Vielleicht ist es nur Zufall, dass sich „Hund“ auf „gesund“ reimt – aber beide Worte sind untrennbar miteinander verbunden. Allein die Anwesenheit eines Hundes senkt nachweislich den Blutdruck, das Kuscheln zwischen Hund und Halter sorgt – bei beiden! – für die Ausschüttung des sogenannten „Kuschelhormons“ Oxytocin. Das wiederum dämpft Angst und Stress und vermindert Aggressionen.

Ein Hund nötigt einem außerdem allerlei anderes Gesundes auf: So muss man mehrfach am Tag bei Wind und Wetter mit ihm an die frische Luft, bekommt Bewegung bei langen und kurzen Spaziergängen und knüpft dabei auch noch soziale Kontakte: Als Hundehalter kommt man zwangsläufig mit Menschen ins Gespräch.

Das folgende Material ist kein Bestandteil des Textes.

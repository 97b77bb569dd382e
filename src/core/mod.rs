//! Core functionality for tuidoo
//!
//! This module contains shared business logic including:
//! - Application configuration
//! - The local database and its settings, project, list and todo tables
//! - Sample data seeding
//! - Theme bootstrap and switching

pub mod config;
pub mod db;
pub mod project;
pub mod seed;
pub mod settings;
pub mod storage;
pub mod task;
pub mod theme_service;
pub mod todo;

pub use config::Config;
pub use db::Database;
pub use settings::SettingsStore;
pub use storage::Storage;
pub use theme_service::{apply_theme, load_theme_manager, ThemeChange};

Dass es immer dieselben Gespräche sind („Der ist ja süß, wie alt ist er denn?“, „Ist das ein Jack Russell Terrier?“, „Sind die nicht ziemlich wild?“), ist dabei eigentlich nebensächlich.

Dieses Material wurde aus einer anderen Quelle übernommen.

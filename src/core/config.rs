//! Application configuration management
//!
//! Handles loading and saving application settings including:
//! - Database location
//! - Banner gradient direction
//! - Event loop tick rate and default log filter
//!
//! The active theme is not stored here; it lives in the settings database.

use std::fs;
use std::path::{Path, PathBuf};

use directories::ProjectDirs;
use serde::{Deserialize, Serialize};

use crate::error::{Result, TuidooError};
use crate::theme::BannerStyle;

/// Configurable keys, as spelled on the command line
#[derive(Debug, Clone, Copy, PartialEq, Eq)]
pub enum ConfigField {
    DatabasePath,
    BannerStyle,
    TickRate,
    LogFilter,
}

impl ConfigField {
    pub fn key(&self) -> &'static str {
        match self {
            ConfigField::DatabasePath => "database-path",
            ConfigField::BannerStyle => "banner-style",
            ConfigField::TickRate => "tick-rate",
            ConfigField::LogFilter => "log-filter",
        }
    }
}

/// Application configuration
#[derive(Debug, Clone, PartialEq, Serialize, Deserialize)]
pub struct Config {
    /// Settings database; defaults to the platform data directory
    #[serde(default, skip_serializing_if = "Option::is_none")]
    pub database_path: Option<PathBuf>,

    /// Gradient direction for the header banner
    #[serde(default)]
    pub banner_style: BannerStyle,

    /// UI tick interval in milliseconds
    #[serde(default = "default_tick_rate")]
    pub tick_rate_ms: u64,

    /// Fallback tracing filter when `RUST_LOG` is unset
    #[serde(default = "default_log_filter")]
    pub log_filter: String,
}

fn default_tick_rate() -> u64 {
    250
}

const TICK_RATE_RANGE: std::ops::RangeInclusive<u64> = 16..=5000;

fn check_tick_rate(ms: u64) -> Result<()> {
    if !TICK_RATE_RANGE.contains(&ms) {
        return Err(TuidooError::Config(format!(
            "tick rate must be between {} and {} ms, got {}",
            TICK_RATE_RANGE.start(),
            TICK_RATE_RANGE.end(),
            ms
        )));
    }
    Ok(())
}

fn default_log_filter() -> String {
    "warn".to_string()
}

impl Default for Config {
    fn default() -> Self {
        Self {
            database_path: None,
            banner_style: BannerStyle::default(),
            tick_rate_ms: default_tick_rate(),
            log_filter: default_log_filter(),
        }
    }
}

impl Config {
    /// Load configuration from `path`, or defaults if it does not exist
    pub fn load_from(path: &Path) -> Result<Self> {
        if path.exists() {
            let contents = fs::read_to_string(path)?;
            let config: Config = toml::from_str(&contents)?;
            config.validate()?;
            Ok(config)
        } else {
            Ok(Config::default())
        }
    }

    /// Reject values that parse but cannot be used
    pub fn validate(&self) -> Result<()> {
        check_tick_rate(self.tick_rate_ms)?;
        if matches!(&self.database_path, Some(path) if path.as_os_str().is_empty()) {
            return Err(TuidooError::Config("database_path cannot be empty".into()));
        }
        Ok(())
    }

    /// Save configuration to `path`
    pub fn save_to(&self, path: &Path) -> Result<()> {
        // Ensure parent directory exists
        if let Some(parent) = path.parent() {
            fs::create_dir_all(parent)?;
        }

        let contents = toml::to_string_pretty(self)?;
        fs::write(path, contents)?;

        Ok(())
    }

    fn project_dirs() -> Result<ProjectDirs> {
        ProjectDirs::from("com", "tuidoo", "tuidoo")
            .ok_or_else(|| TuidooError::Config("Could not determine config directory".into()))
    }

    /// Get the configuration file path
    pub fn config_path() -> Result<PathBuf> {
        Ok(Self::project_dirs()?.config_dir().join("config.toml"))
    }

    /// Default settings database location
    pub fn default_database_path() -> Result<PathBuf> {
        Ok(Self::project_dirs()?.data_dir().join("tuidoo.db"))
    }

    /// Configured database path, or the platform default
    pub fn database_path(&self) -> Result<PathBuf> {
        match &self.database_path {
            Some(path) => Ok(path.clone()),
            None => Self::default_database_path(),
        }
    }

    /// Read a field as display text
    pub fn get(&self, field: ConfigField) -> Result<String> {
        Ok(match field {
            ConfigField::DatabasePath => self.database_path()?.display().to_string(),
            ConfigField::BannerStyle => self.banner_style.to_string(),
            ConfigField::TickRate => self.tick_rate_ms.to_string(),
            ConfigField::LogFilter => self.log_filter.clone(),
        })
    }

    /// Parse and assign a field
    pub fn set(&mut self, field: ConfigField, value: &str) -> Result<()> {
        match field {
            ConfigField::DatabasePath => {
                if value.trim().is_empty() {
                    return Err(TuidooError::InvalidInput(
                        "Database path cannot be empty".into(),
                    ));
                }
                self.database_path = Some(PathBuf::from(value));
            }
            ConfigField::BannerStyle => {
                self.banner_style = BannerStyle::from_str(value).ok_or_else(|| {
                    TuidooError::InvalidInput(format!(
                        "Invalid banner style '{}'. Available styles: {}",
                        value,
                        BannerStyle::all()
                            .iter()
                            .map(|s| s.as_str())
                            .collect::<Vec<_>>()
                            .join(", ")
                    ))
                })?;
            }
            ConfigField::TickRate => {
                let ms: u64 = value.parse().map_err(|_| {
                    TuidooError::InvalidInput(format!(
                        "Invalid tick rate '{}'. Expected milliseconds, e.g. 250",
                        value
                    ))
                })?;
                check_tick_rate(ms)?;
                self.tick_rate_ms = ms;
            }
            ConfigField::LogFilter => self.log_filter = value.to_string(),
        }
        Ok(())
    }

    /// Reset a field to its default
    pub fn unset(&mut self, field: ConfigField) {
        let defaults = Config::default();
        match field {
            ConfigField::DatabasePath => self.database_path = defaults.database_path,
            ConfigField::BannerStyle => self.banner_style = defaults.banner_style,
            ConfigField::TickRate => self.tick_rate_ms = defaults.tick_rate_ms,
            ConfigField::LogFilter => self.log_filter = defaults.log_filter,
        }
    }
}

#[cfg(test)]
mod tests {
    use super::*;
    use tempfile::tempdir;

    #[test]
    fn test_default_config() {
        let config = Config::default();
        assert_eq!(config.banner_style, BannerStyle::Horizontal);
        assert_eq!(config.tick_rate_ms, 250);
        assert_eq!(config.log_filter, "warn");
        assert!(config.database_path.is_none());
    }

    #[test]
    fn test_missing_file_gives_defaults() {
        let dir = tempdir().unwrap();
        let config = Config::load_from(&dir.path().join("absent.toml")).unwrap();
        assert_eq!(config, Config::default());
    }

    #[test]
    fn test_partial_file_fills_defaults() {
        let dir = tempdir().unwrap();
        let path = dir.path().join("config.toml");
        fs::write(&path, "banner_style = \"diagonal\"\n").unwrap();

        let config = Config::load_from(&path).unwrap();
        assert_eq!(config.banner_style, BannerStyle::Diagonal);
        assert_eq!(config.tick_rate_ms, 250);
    }

    #[test]
    fn test_save_and_reload() {
        let dir = tempdir().unwrap();
        let path = dir.path().join("sub").join("config.toml");

        let mut config = Config::default();
        config.set(ConfigField::TickRate, "100").unwrap();
        config
            .set(ConfigField::DatabasePath, "/tmp/tuidoo-test.db")
            .unwrap();
        config.save_to(&path).unwrap();

        let loaded = Config::load_from(&path).unwrap();
        assert_eq!(loaded, config);
        assert_eq!(
            loaded.database_path().unwrap(),
            PathBuf::from("/tmp/tuidoo-test.db")
        );
    }

    #[test]
    fn test_invalid_toml_is_reported() {
        let dir = tempdir().unwrap();
        let path = dir.path().join("config.toml");
        fs::write(&path, "tick_rate_ms = \"fast\"").unwrap();
        assert!(matches!(Config::load_from(&path), Err(TuidooError::Toml(_))));
    }

    #[test]
    fn test_zero_tick_rate_in_file_is_rejected() {
        let dir = tempdir().unwrap();
        let path = dir.path().join("config.toml");
        fs::write(&path, "tick_rate_ms = 0\n").unwrap();

        let err = Config::load_from(&path).unwrap_err();
        assert!(matches!(err, TuidooError::Config(_)));
        assert!(err.to_string().contains("between 16 and 5000"));
    }

    #[test]
    fn test_set_rejects_bad_values() {
        let mut config = Config::default();
        assert!(config.set(ConfigField::BannerStyle, "spiral").is_err());
        assert!(config.set(ConfigField::TickRate, "soon").is_err());
        assert!(config.set(ConfigField::TickRate, "1").is_err());
        assert!(config.set(ConfigField::DatabasePath, "  ").is_err());
        assert_eq!(config, Config::default());
    }

    #[test]
    fn test_unset_restores_default() {
        let mut config = Config::default();
        config.set(ConfigField::BannerStyle, "diagonal").unwrap();
        config.unset(ConfigField::BannerStyle);
        assert_eq!(config.get(ConfigField::BannerStyle).unwrap(), "horizontal");
    }
}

Gerade Singles wissen die Gesellschaft eines Hundes zu schätzen: Er ist immer da, hört sich geduldig alles an, widerspricht nicht und meldet keine Wünsche beim Fernsehprogramm an, sondern suchtet mit uns nächtelang die Lieblingsserie auf Netflix durch.

Will man etwas unternehmen, egal was, ist er auf jeden Fall begeistert von der Idee. Das muss ein Partner erstmal schaffen. Entwickelt man sich mangels Korrektiv dann mit der Zeit zum narzisstischen Egomanen, bleibt der Hund selbst dann noch bei einem.

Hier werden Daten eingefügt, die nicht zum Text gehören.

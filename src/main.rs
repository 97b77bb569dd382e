//! tuidoo - terminal todo manager
//!
//! Run without arguments to launch the TUI, or use subcommands to manage
//! todos and colour themes from the shell.

use clap::Parser;
use tracing_subscriber::EnvFilter;

use tuidoo::cli::{banner, config, data, project, theme, todo, AppContext, Cli, Commands};
use tuidoo::core::project::GroupKind;
use tuidoo::core::theme_service::load_theme_manager;
use tuidoo::error::Result;
use tuidoo::tui::App;

#[tokio::main(flavor = "current_thread")]
async fn main() {
    let cli = Cli::parse();

    if let Err(e) = run(cli).await {
        eprintln!("Error: {}", e);
        std::process::exit(1);
    }
}

/// Initialize logging; `RUST_LOG` wins over the configured filter
fn init_logging(default_filter: &str) {
    let filter = EnvFilter::try_from_default_env()
        .or_else(|_| EnvFilter::try_new(default_filter))
        .unwrap_or_else(|_| EnvFilter::new("warn"));

    tracing_subscriber::fmt()
        .with_env_filter(filter)
        .with_writer(std::io::stderr)
        .init();
}

async fn run(cli: Cli) -> Result<()> {
    let ctx = AppContext::resolve(&cli)?;
    init_logging(&ctx.config.log_filter);

    match cli.command {
        // No subcommand - launch TUI mode
        None => run_tui(&ctx).await,
        Some(Commands::Theme(args)) => theme::handle_theme(args.command, &ctx),
        Some(Commands::Banner(args)) => banner::handle_banner(args, &ctx),
        Some(Commands::Config(args)) => config::handle_config(args.command, &ctx),
        Some(Commands::Todo(args)) => todo::handle_todo(args.command, &ctx),
        Some(Commands::Project(args)) => {
            project::handle_group(GroupKind::Project, args.command, &ctx)
        }
        Some(Commands::TodoList(args)) => project::handle_group(GroupKind::List, args.command, &ctx),
        Some(Commands::Seed) => data::handle_seed(&ctx),
        Some(Commands::Clean { yes }) => data::handle_clean(yes, &ctx),
        Some(Commands::Reset { yes }) => data::handle_reset(yes, &ctx),
    }
}

/// Run the TUI application
async fn run_tui(ctx: &AppContext) -> Result<()> {
    let storage = ctx.open_storage();
    let themes = load_theme_manager(&storage);

    let mut app = App::new(themes, storage, &ctx.config);
    app.run().await
}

Aber auch Paare oder Familien profitieren enorm vom vierbeinigen Familienmitglied: Kinder lernen Verantwortung für ein Lebewesen zu übernehmen und stärken damit ihre Sozialkompetenz. Jugendliche (und Erwachsene) weinen ihren Liebeskummer ins dichte Fell. Erwachsene können über ihren Chef, die Freundin oder den Partner herziehen ohne befürchten zu müssen, dass der Hund irgendetwas davon weitererzählt.

Zu guter Letzt ist der Hund die perfekte Ausrede für alles, auf das man keine Lust hat: Schon Ina Müller sang vor einigen Jahren „Hätt’ ich’n Hund – hätt ich’n Grund“. Man kann etwa kurzfristig Termine absagen und einen plötzlich erkrankten Vierbeiner vorschieben. Auf „Pauli hat die ganze Nacht gekotzt, ich kann ihn wirklich nicht allein lassen“, gibt es einfach keine andere Reaktion als Verständnis.

Die so gewonnene Freizeit verbringt man dann am besten mit dem Haustier: Denn – und das ist die eigentliche Antwort auf die Frage, warum man sich einen Hund anschaffen soll – mit einem Hund macht einfach alles mehr Spaß als ohne.